*Records provided*:
────────────────────

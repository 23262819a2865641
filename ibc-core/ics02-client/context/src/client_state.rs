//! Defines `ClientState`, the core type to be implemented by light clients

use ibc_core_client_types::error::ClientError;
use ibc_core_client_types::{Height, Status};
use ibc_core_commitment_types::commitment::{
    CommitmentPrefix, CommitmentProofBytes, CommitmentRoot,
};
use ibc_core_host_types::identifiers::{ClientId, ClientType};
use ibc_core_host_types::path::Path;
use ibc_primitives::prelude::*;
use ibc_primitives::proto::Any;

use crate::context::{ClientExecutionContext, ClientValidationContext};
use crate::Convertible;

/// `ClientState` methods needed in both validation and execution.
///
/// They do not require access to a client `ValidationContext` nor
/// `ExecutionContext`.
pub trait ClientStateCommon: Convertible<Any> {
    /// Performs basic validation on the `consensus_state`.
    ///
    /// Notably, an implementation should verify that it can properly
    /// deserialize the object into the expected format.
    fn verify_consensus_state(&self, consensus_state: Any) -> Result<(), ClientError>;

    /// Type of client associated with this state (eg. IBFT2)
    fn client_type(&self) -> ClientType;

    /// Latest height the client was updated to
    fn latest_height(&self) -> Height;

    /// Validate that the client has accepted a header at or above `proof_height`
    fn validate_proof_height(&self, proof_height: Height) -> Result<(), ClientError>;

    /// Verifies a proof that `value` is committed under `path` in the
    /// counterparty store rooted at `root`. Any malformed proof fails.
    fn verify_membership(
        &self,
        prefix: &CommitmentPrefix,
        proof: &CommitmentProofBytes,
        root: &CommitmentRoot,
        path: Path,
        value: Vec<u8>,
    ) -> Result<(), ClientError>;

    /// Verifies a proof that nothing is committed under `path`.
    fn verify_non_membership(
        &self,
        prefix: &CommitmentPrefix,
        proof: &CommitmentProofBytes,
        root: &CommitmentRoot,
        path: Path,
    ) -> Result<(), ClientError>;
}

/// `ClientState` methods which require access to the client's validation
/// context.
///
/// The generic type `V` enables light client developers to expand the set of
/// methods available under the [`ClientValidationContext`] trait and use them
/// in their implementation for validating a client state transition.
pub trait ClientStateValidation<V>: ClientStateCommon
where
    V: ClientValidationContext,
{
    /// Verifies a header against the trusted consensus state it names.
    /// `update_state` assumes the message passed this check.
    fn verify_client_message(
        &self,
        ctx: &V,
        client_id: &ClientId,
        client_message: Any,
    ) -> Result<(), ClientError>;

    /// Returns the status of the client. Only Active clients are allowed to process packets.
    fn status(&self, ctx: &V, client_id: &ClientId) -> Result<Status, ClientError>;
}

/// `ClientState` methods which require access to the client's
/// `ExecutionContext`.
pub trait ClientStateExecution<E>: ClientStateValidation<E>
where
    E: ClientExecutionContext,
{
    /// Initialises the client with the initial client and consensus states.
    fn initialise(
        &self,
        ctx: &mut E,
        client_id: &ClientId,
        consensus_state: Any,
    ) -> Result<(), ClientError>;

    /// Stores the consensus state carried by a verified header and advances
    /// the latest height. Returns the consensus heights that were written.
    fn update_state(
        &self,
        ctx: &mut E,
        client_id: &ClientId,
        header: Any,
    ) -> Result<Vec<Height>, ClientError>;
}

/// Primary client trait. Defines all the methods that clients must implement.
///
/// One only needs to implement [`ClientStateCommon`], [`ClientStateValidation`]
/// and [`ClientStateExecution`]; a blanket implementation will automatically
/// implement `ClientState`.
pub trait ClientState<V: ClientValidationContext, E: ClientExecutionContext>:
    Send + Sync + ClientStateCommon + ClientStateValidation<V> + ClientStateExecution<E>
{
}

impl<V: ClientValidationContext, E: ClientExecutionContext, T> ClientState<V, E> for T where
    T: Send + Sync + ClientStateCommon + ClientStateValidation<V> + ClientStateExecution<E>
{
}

────────────────────

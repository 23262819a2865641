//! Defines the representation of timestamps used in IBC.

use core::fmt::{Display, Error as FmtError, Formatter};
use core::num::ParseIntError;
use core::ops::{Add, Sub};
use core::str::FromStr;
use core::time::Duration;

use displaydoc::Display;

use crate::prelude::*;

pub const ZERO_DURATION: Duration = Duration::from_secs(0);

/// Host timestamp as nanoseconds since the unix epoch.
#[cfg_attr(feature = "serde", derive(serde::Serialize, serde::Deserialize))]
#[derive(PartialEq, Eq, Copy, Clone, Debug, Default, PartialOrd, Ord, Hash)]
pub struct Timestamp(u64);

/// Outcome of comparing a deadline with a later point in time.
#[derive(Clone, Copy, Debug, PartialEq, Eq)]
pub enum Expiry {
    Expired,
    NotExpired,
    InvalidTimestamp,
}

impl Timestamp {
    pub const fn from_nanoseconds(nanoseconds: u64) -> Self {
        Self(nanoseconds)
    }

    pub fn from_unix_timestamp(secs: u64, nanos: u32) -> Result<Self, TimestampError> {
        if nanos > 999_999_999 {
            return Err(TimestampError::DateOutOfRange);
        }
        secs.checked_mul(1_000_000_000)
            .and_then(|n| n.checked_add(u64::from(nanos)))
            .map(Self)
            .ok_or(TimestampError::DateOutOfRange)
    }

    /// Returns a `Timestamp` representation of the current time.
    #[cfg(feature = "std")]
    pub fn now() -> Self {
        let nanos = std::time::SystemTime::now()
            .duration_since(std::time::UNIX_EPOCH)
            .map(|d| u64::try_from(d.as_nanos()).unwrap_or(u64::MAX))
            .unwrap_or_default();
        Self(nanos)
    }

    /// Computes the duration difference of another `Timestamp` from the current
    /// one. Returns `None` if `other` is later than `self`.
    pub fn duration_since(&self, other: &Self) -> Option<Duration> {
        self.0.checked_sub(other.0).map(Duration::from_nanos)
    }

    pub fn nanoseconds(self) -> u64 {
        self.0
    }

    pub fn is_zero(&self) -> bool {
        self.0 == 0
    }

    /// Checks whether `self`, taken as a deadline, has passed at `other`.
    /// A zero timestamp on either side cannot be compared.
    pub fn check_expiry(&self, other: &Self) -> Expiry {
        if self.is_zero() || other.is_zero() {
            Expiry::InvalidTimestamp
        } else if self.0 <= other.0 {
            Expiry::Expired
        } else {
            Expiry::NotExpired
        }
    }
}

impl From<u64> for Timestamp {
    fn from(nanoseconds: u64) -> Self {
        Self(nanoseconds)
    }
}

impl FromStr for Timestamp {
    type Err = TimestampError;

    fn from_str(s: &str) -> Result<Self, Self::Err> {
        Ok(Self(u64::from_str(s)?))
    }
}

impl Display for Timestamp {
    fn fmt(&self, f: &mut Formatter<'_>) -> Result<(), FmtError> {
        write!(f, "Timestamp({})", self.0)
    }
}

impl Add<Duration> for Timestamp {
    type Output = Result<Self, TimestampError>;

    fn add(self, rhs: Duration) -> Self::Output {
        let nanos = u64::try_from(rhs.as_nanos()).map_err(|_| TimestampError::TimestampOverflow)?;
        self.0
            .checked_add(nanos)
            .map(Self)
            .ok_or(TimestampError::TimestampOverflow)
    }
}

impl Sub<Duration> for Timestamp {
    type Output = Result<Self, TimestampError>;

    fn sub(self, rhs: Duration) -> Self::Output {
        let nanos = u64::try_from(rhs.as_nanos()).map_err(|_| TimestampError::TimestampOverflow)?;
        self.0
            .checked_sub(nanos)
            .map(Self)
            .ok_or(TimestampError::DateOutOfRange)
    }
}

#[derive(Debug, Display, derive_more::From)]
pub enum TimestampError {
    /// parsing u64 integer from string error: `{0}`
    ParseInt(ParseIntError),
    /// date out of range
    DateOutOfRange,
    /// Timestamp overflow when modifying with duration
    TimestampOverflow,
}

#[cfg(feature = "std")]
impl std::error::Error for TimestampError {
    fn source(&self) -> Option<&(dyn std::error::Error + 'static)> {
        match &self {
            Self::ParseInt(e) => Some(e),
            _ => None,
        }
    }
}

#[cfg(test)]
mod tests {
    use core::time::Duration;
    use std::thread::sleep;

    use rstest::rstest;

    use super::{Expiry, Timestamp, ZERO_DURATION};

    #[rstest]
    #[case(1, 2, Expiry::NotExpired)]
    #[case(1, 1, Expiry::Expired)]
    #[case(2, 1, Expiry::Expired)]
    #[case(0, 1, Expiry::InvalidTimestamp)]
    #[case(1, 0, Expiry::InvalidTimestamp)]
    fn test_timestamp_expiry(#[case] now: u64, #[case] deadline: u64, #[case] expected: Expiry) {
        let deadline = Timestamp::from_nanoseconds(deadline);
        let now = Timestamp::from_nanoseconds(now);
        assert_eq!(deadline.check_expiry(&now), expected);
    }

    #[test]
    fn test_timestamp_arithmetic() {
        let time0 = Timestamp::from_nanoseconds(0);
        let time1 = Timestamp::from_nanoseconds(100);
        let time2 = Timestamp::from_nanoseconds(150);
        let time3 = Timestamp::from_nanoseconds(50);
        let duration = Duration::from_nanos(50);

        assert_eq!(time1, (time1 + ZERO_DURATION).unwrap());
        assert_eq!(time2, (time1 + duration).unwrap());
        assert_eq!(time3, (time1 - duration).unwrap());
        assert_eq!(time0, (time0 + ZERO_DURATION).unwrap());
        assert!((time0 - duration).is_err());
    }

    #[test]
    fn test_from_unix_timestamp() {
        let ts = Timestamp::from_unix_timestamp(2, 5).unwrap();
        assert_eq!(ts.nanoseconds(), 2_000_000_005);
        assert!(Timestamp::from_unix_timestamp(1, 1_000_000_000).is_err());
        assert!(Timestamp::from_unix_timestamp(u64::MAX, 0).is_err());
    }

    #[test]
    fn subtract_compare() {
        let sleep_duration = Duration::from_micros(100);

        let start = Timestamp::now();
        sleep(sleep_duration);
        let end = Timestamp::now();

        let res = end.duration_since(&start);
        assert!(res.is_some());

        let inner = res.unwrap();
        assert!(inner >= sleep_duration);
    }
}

────────────────────

*What the task requires*: Repeat, exactly as they stand above, the lines from the line with "the unix epoch." to the line with "#[derive(Clone, Copy, Debug, PartialEq, Eq)]", both lines included.

*Result below*:
/// Host timestamp as nanoseconds since the unix epoch.
#[cfg_attr(feature = "serde", derive(serde::Serialize, serde::Deserialize))]
#[derive(PartialEq, Eq, Copy, Clone, Debug, Default, PartialOrd, Ord, Hash)]
pub struct Timestamp(u64);

/// Outcome of comparing a deadline with a later point in time.
#[derive(Clone, Copy, Debug, PartialEq, Eq)]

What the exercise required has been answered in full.